Young's finger is correctly measuring the pulse. I remember at the height of the Erwin debacle, it was very difficult to find a sitting school administrator (or association representative) who would utter a discouraging word, because they believed they would be working closely with the board's choice and didn't want to spoil the relationship before it started. The same dynamic applies here. KERA gave the board of education the authority to choose.
Wayne Young, executive director of the Kentucky Association of School Administrators, said Monday that he has heard some expressions of disappointment. "I think it would be fair to say there's some disappointment that the list did not include some folks from within the state," Young said. "That's understandable, and not surprising."

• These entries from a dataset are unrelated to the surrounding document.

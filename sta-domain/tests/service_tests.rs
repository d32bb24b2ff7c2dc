mod common;

use common::*;
use pretty_assertions::assert_eq;
use sta_domain::{
    BufferSink, DomainError, EntityEvent, EntityService, EntityEditor, MemoryStore,
};
use sta_graph::{ExpandDirective, QueryOptions};
use sta_model::{Entity, EntityKind};
use sta_types::EntityId;
use std::sync::Arc;

fn service() -> (EntityService, Arc<MemoryStore>, Arc<BufferSink>) {
    let store = Arc::new(MemoryStore::new());
    let sink = Arc::new(BufferSink::new());
    let service = EntityService::new(store.clone(), sink.clone());
    (service, store, sink)
}

// ── Reads ────────────────────────────────────────────────────────

#[test]
fn get_returns_stored_entity() {
    let (service, store, _) = service();
    store.save(thing("t").into()).unwrap();

    let found = service
        .get(EntityKind::Thing, &EntityId::new("t"), None)
        .unwrap();
    assert_eq!(found.unwrap().id().as_str(), "t");
}

#[test]
fn get_with_flat_expand() {
    let (service, store, _) = service();
    store.save(datastream("d").into()).unwrap();

    let found = service
        .get(
            EntityKind::Datastream,
            &EntityId::new("d"),
            Some(&ExpandDirective::new("Sensor")),
        )
        .unwrap();
    assert!(found.is_some());
}

#[test]
fn get_with_unknown_expand_is_invalid() {
    let (service, store, _) = service();
    store.save(datastream("d").into()).unwrap();

    let err = service
        .get(
            EntityKind::Datastream,
            &EntityId::new("d"),
            Some(&ExpandDirective::new("Bogus")),
        )
        .unwrap_err();
    assert!(matches!(err, DomainError::InvalidExpand(_)));
    assert!(err.is_client_error());
}

#[test]
fn get_with_deep_expand_still_reads() {
    let (service, store, _) = service();
    store.save(datastream("d").into()).unwrap();

    let directive = ExpandDirective::new("Observations").with_options(QueryOptions {
        filter: true,
        ..QueryOptions::default()
    });
    let found = service
        .get(EntityKind::Datastream, &EntityId::new("d"), Some(&directive))
        .unwrap();
    assert!(found.is_some());
}

#[test]
fn get_filters_kind_mismatch() {
    let (service, store, _) = service();
    store.save(sensor("x").into()).unwrap();

    let found = service.get(EntityKind::Thing, &EntityId::new("x"), None).unwrap();
    assert!(found.is_none());
}

// ── Writes ───────────────────────────────────────────────────────

#[test]
fn create_then_update_then_delete_event_stream() {
    let (service, _, sink) = service();

    service.create(thing("t").into()).unwrap();
    let mut renamed = thing("t");
    renamed.name = "Relocated station".into();
    service.update(renamed.into()).unwrap();
    service.delete(&EntityId::new("t")).unwrap();

    let events = sink.drain();
    assert_eq!(events.len(), 3);
    assert!(events[0].is_creation());
    match &events[1] {
        EntityEvent::Saved { old, changed, .. } => {
            assert!(old.is_some());
            assert_eq!(changed.iter().collect::<Vec<_>>(), vec!["name"]);
        }
        other => panic!("unexpected event: {other:?}"),
    }
    assert!(matches!(events[2], EntityEvent::Deleted { .. }));
}

#[test]
fn update_missing_entity_is_not_found() {
    let (service, _, sink) = service();
    let err = service.update(thing("ghost").into()).unwrap_err();
    assert!(matches!(err, DomainError::NotFound(_)));
    assert!(sink.is_empty());
}

#[test]
fn delete_missing_entity_is_not_found() {
    let (service, _, sink) = service();
    let err = service.delete(&EntityId::new("ghost")).unwrap_err();
    assert!(matches!(err, DomainError::NotFound(_)));
    assert!(sink.is_empty());
}

#[test]
fn create_invalid_observation_is_rejected() {
    let (service, store, sink) = service();
    let mut obs = observation("o");
    obs.datastream = None;

    let err = service.create(obs.into()).unwrap_err();
    assert!(matches!(err, DomainError::Validation(_)));
    assert!(store.is_empty());
    assert!(sink.is_empty());
}

// ── Find-or-create ───────────────────────────────────────────────

#[test]
fn find_or_create_creates_when_absent() {
    let (service, store, sink) = service();
    let unit_key = unit().dedup_key();

    let created = service
        .find_or_create(&unit_key, datastream("d").into())
        .unwrap();
    assert_eq!(created.id().as_str(), "d");
    assert!(store.exists_by_id(created.id()).unwrap());
    assert_eq!(sink.drain().len(), 1);
}

#[test]
fn find_or_create_returns_existing_without_event() {
    let (service, store, sink) = service();
    let existing: Entity = datastream("d").into();
    store.save(existing.clone()).unwrap();

    let mut candidate = datastream("d");
    candidate.name = "Would-be duplicate".into();
    let found = service
        .find_or_create("ds-key", candidate.into())
        .unwrap();

    // The stored entity wins; nothing is written or published.
    assert_eq!(found, existing);
    assert!(sink.is_empty());
}

#[test]
fn find_or_create_serializes_on_key() {
    use std::thread;

    let store = Arc::new(MemoryStore::new());
    let sink = Arc::new(BufferSink::new());
    let service = Arc::new(EntityService::new(store.clone(), sink.clone()));

    let mut handles = Vec::new();
    for _ in 0..8 {
        let service = service.clone();
        handles.push(thread::spawn(move || {
            service.find_or_create("same-key", datastream("d").into())
        }));
    }
    for handle in handles {
        handle.join().unwrap().unwrap();
    }

    // Exactly one creation happened; everyone else found it.
    assert_eq!(store.len(), 1);
    assert_eq!(sink.drain().len(), 1);
}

Young said that during the search for commissioner candidates he spoke with the search firm that the state hired to assist in the process. He said he advised the firm that the new commissioner should be "someone who could hit the ground running."
Young said that all of the four finalists "certainly seem to be qualified, and I'm sure they're all fine people."
"What strikes me and people who have contacted is the thought that some of our own folks were equally qualified," he said. "We'll be pleased to work with the new commissioner, whoever it is. But I'd be less than candid if I didn't say some people out there are kind of scratching their heads."
Brothers said Monday that some "very strong Kentucky candidates" were among the applicants for commissioner, and "the board would have been very pleased to have seen some of them among the finalists." The pool of candidates was "very competitive," and making selections was difficult, he said.
"The bottom line is, when you go through a process like this you try to do it fairly and equitably," Brothers said. "When we came to the end of the process, the top candidates weren't from Kentucky."